• **Exercise requirements**
Search the listing below for the word "snapshot" and return each line that contains it.
■ ■ ■ ■ ■
impl StateManager {
    pub fn new() -> Self {
        Self::default()
    }

    /// State that falls back to `fork` for anything it has not seen yet.
    pub fn forked(fork: Arc<ForkCoordinator>) -> Self {
        Self {
            cache: StateCache::new(true),
            code: CodeCache::default(),
            fork: Some(fork),
            persister: None,
        }
    }

    pub fn with_persister(mut self, persister: Arc<dyn StatePersister>) -> Self {
        self.persister = Some(persister);
        self
    }

    pub fn fork(&self) -> Option<&Arc<ForkCoordinator>> {
        self.fork.as_ref()
    }

    pub fn fork_block(&self) -> Option<BlockTag> {
        self.fork.as_ref().map(|fork| fork.block())
    }

    /// Loads whatever the persister has stored. Returns whether anything was loaded.
    pub fn restore(&mut self) -> Result<bool, StateError> {
        let Some(persister) = self.persister.clone() else {
            return Ok(false);
        };
        match persister.restore()? {
            Some(state) => {
                debug!(accounts = state.len(), "Restoring persisted state");
                self.load_state(&state);
                Ok(true)
            }
            None => Ok(false),
        }
    }

    pub async fn get_account(
        &mut self,
        address: Address,
    ) -> Result<Option<AccountState>, StateError> {
        if let Some(account) = self.cache.get_account(&address) {
            return Ok(account);
        }
        let Some(fork) = self.fork.clone() else {
            return Ok(None);
        };
        let account = fork.fetch_account(address).await?;
        self.cache.insert_fetched_account(address, account);
        Ok(account)
    }

    /// Missing accounts read as empty.
    pub async fn get_account_or_default(
        &mut self,
        address: Address,
    ) -> Result<AccountState, StateError> {
        Ok(self.get_account(address).await?.unwrap_or_default())
    }

    pub async fn account_exists(&mut self, address: Address) -> Result<bool, StateError> {
        Ok(self.get_account(address).await?.is_some())
    }

    /// Missing accounts count as empty.
    pub async fn account_is_empty(&mut self, address: Address) -> Result<bool, StateError> {
        Ok(self
            .get_account(address)
            .await?
            .is_none_or(|account| account.is_empty()))
    }

    pub fn put_account(&mut self, address: Address, account: AccountState) {
        trace!(%address, nonce = account.nonce, balance = %account.balance, "Writing account");
        self.cache.put_account(address, account);
    }

    /// Removes the account along with its storage and code.
    pub fn delete_account(&mut self, address: Address) {
        trace!(%address, "Deleting account");
        self.cache.delete_account(address);
        self.code.put(address, Bytes::new());
    }

    pub async fn add_balance(&mut self, address: Address, amount: U256) -> Result<(), StateError> {
        let mut account = self.get_account_or_default(address).await?;
        account.balance = account
            .balance
            .checked_add(amount)
            .ok_or(StateError::BalanceOverflow(address))?;
        self.put_account(address, account);
        Ok(())
    }

    pub async fn sub_balance(&mut self, address: Address, amount: U256) -> Result<(), StateError> {
        let mut account = self.get_account_or_default(address).await?;
        account.balance =
            account
                .balance
                .checked_sub(amount)
                .ok_or(StateError::InsufficientBalance {
                    address,
                    balance: account.balance,
                    required: amount,
                })?;
        self.put_account(address, account);
        Ok(())
    }

    pub async fn increment_nonce(&mut self, address: Address) -> Result<u64, StateError> {
        let mut account = self.get_account_or_default(address).await?;
        account.nonce = account
            .nonce
            .checked_add(1)
            .ok_or(StateError::NonceOverflow(address))?;
        self.put_account(address, account);
        Ok(account.nonce)
    }

    pub async fn get_storage(&mut self, address: Address, key: H256) -> Result<H256, StateError> {
        if let Some(value) = self.cache.get_storage(&address, &key) {
            return Ok(value);
        }
        let Some(fork) = self.fork.clone() else {
            return Ok(H256::zero());
        };
        let value = fork.fetch_storage(address, key).await?;
        self.cache.insert_fetched_storage(address, key, value);
        Ok(value)
    }

    /// Writing zero clears the slot.
    pub fn put_storage(&mut self, address: Address, key: H256, value: H256) {
        trace!(%address, %key, %value, "Writing storage");
        self.cache.put_storage(address, key, value);
    }

    pub fn clear_storage(&mut self, address: Address) {
        self.cache.clear_storage(address);
    }

    pub async fn get_code(&mut self, address: Address) -> Result<Bytes, StateError> {
        if let Some(code) = self.code.get(&address) {
            return Ok(code);
        }
        let Some(fork) = self.fork.clone() else {
            return Ok(Bytes::new());
        };
        if !self
            .get_account(address)
            .await?
            .is_some_and(|account| account.has_code())
        {
            return Ok(Bytes::new());
        }
        let code = fork.fetch_code(address).await?;
        self.code.insert_fetched(address, code.clone());
        Ok(code)
    }

    /// Stores `code` and points the account's code hash at it.
    pub async fn put_code(&mut self, address: Address, code: Bytes) -> Result<(), StateError> {
        let mut account = self.get_account_or_default(address).await?;
        account.code_hash = code_hash(&code);
        self.put_account(address, account);
        self.code.put(address, code);
        Ok(())
    }

    pub fn checkpoint_depth(&self) -> usize {
        self.cache.depth()
    }

    fn ensure_caches_in_sync(&self) -> Result<(), StateError> {
        let (accounts, code) = (self.cache.depth(), self.code.depth());
        if accounts != code {
            return Err(StateError::CacheDepthDesync { accounts, code });
        }
        Ok(())
    }

    pub fn checkpoint(&mut self) {
        self.cache.checkpoint();
        self.code.checkpoint();
        trace!(depth = self.checkpoint_depth(), "Checkpoint");
    }

    /// Folds the latest checkpoint into its parent. Closing the outermost one
    /// hands the resulting state to the persister.
    pub fn commit(&mut self) -> Result<(), StateError> {
        self.ensure_caches_in_sync()?;
        self.cache.commit()?;
        self.code.commit()?;
        trace!(depth = self.checkpoint_depth(), "Commit");
        if self.checkpoint_depth() == 0 {
            if let Some(persister) = &self.persister {
                persister.persist(&self.dump_state())?;
            }
        }
        Ok(())
    }

    /// Discards everything written since the latest checkpoint.
    pub fn revert(&mut self) -> Result<(), StateError> {
        self.ensure_caches_in_sync()?;
        self.cache.revert()?;
        self.code.revert()?;
        trace!(depth = self.checkpoint_depth(), "Revert");
        Ok(())
    }

    /// Non-zero storage of `address` as far as this state knows it.
    pub fn dump_storage(&self, address: &Address) -> BTreeMap<H256, U256> {
        self.cache
            .storage(address)
            .unwrap_or_default()
            .into_iter()
            .map(|(key, value)| (key, h256_to_u256(value)))
            .collect()
    }

    /// Root of the account's storage trie. Accounts whose storage was never
    /// touched locally keep the root they were loaded or fetched with.
    pub fn storage_root(&self, address: &Address, account: &AccountState) -> H256 {
        match self.cache.storage(address) {
            Some(slots) if slots.is_empty() => *EMPTY_TRIE_HASH,
            Some(slots) => compute_secure_trie_root(
                slots
                    .into_iter()
                    .map(|(key, value)| (key, h256_to_u256(value).encode_to_vec())),
            ),
            None => account.storage_root,
        }
    }

    /// Every known account with its storage root brought up to date.
    fn accounts(&self) -> BTreeMap<Address, AccountState> {
        let mut accounts = self.cache.accounts();
        for (address, account) in accounts.iter_mut() {
            account.storage_root = self.storage_root(address, account);
        }
        accounts
    }

    /// Merkle-Patricia root over the accounts this state knows about.
    pub fn state_root(&self) -> H256 {
        compute_secure_trie_root(
            self.accounts()
                .into_iter()
                .map(|(address, account)| (address, account.encode_to_vec())),
        )
    }

    pub fn dump_state(&self) -> SerializableState {
        self.accounts()
            .into_iter()
            .map(|(address, account)| {
                let deployed_bytecode = account
                    .has_code()
                    .then(|| self.code.get(&address))
                    .flatten()
                    .filter(|code| !code.is_empty());
                let snapshot = AccountSnapshot {
                    nonce: account.nonce,
                    balance: account.balance,
                    storage_root: account.storage_root,
                    code_hash: account.code_hash,
                    storage: self.dump_storage(&address),
                    deployed_bytecode,
                };
                (address, snapshot)
            })
            .collect()
    }

    /// Writes every account of `state` into the current checkpoint.
    pub fn load_state(&mut self, state: &SerializableState) {
        for (address, snapshot) in state {
            let code_hash = snapshot
                .deployed_bytecode
                .as_ref()
                .map(code_hash)
                .unwrap_or(snapshot.code_hash);
            self.put_account(
                *address,
                AccountState {
                    nonce: snapshot.nonce,
                    balance: snapshot.balance,
                    storage_root: snapshot.storage_root,
                    code_hash,
                },
            );
            if let Some(code) = &snapshot.deployed_bytecode {
                self.code.put(*address, code.clone());
            }
            for (key, value) in &snapshot.storage {
                self.put_storage(*address, *key, u256_to_h256(*value));
            }
        }
    }

    /// Copy sharing the committed layers with `self`. Open checkpoints are not
    /// carried over and both sides copy on their first write.
    pub fn shallow_copy(&self) -> Self {
        Self {
            cache: self.cache.shallow_copy(),
            code: self.code.shallow_copy(),
            fork: self.fork.clone(),
            persister: None,
        }
    }

    /// Independent copy including open checkpoints. Only the fork coordinator
    /// is shared.
    pub fn deep_copy(&self) -> Self {
        Self {
            cache: self.cache.deep_copy(),
            code: self.code.deep_copy(),
            fork: self.fork.clone(),
            persister: None,
        }
    }
}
■ ■ ■ ■ ■
• **Response to this exercise**
                let snapshot = AccountSnapshot {
                (address, snapshot)
        for (address, snapshot) in state {
            let code_hash = snapshot
                .unwrap_or(snapshot.code_hash);
                    nonce: snapshot.nonce,
                    balance: snapshot.balance,
                    storage_root: snapshot.storage_root,
            if let Some(code) = &snapshot.deployed_bytecode {
            for (key, value) in &snapshot.storage {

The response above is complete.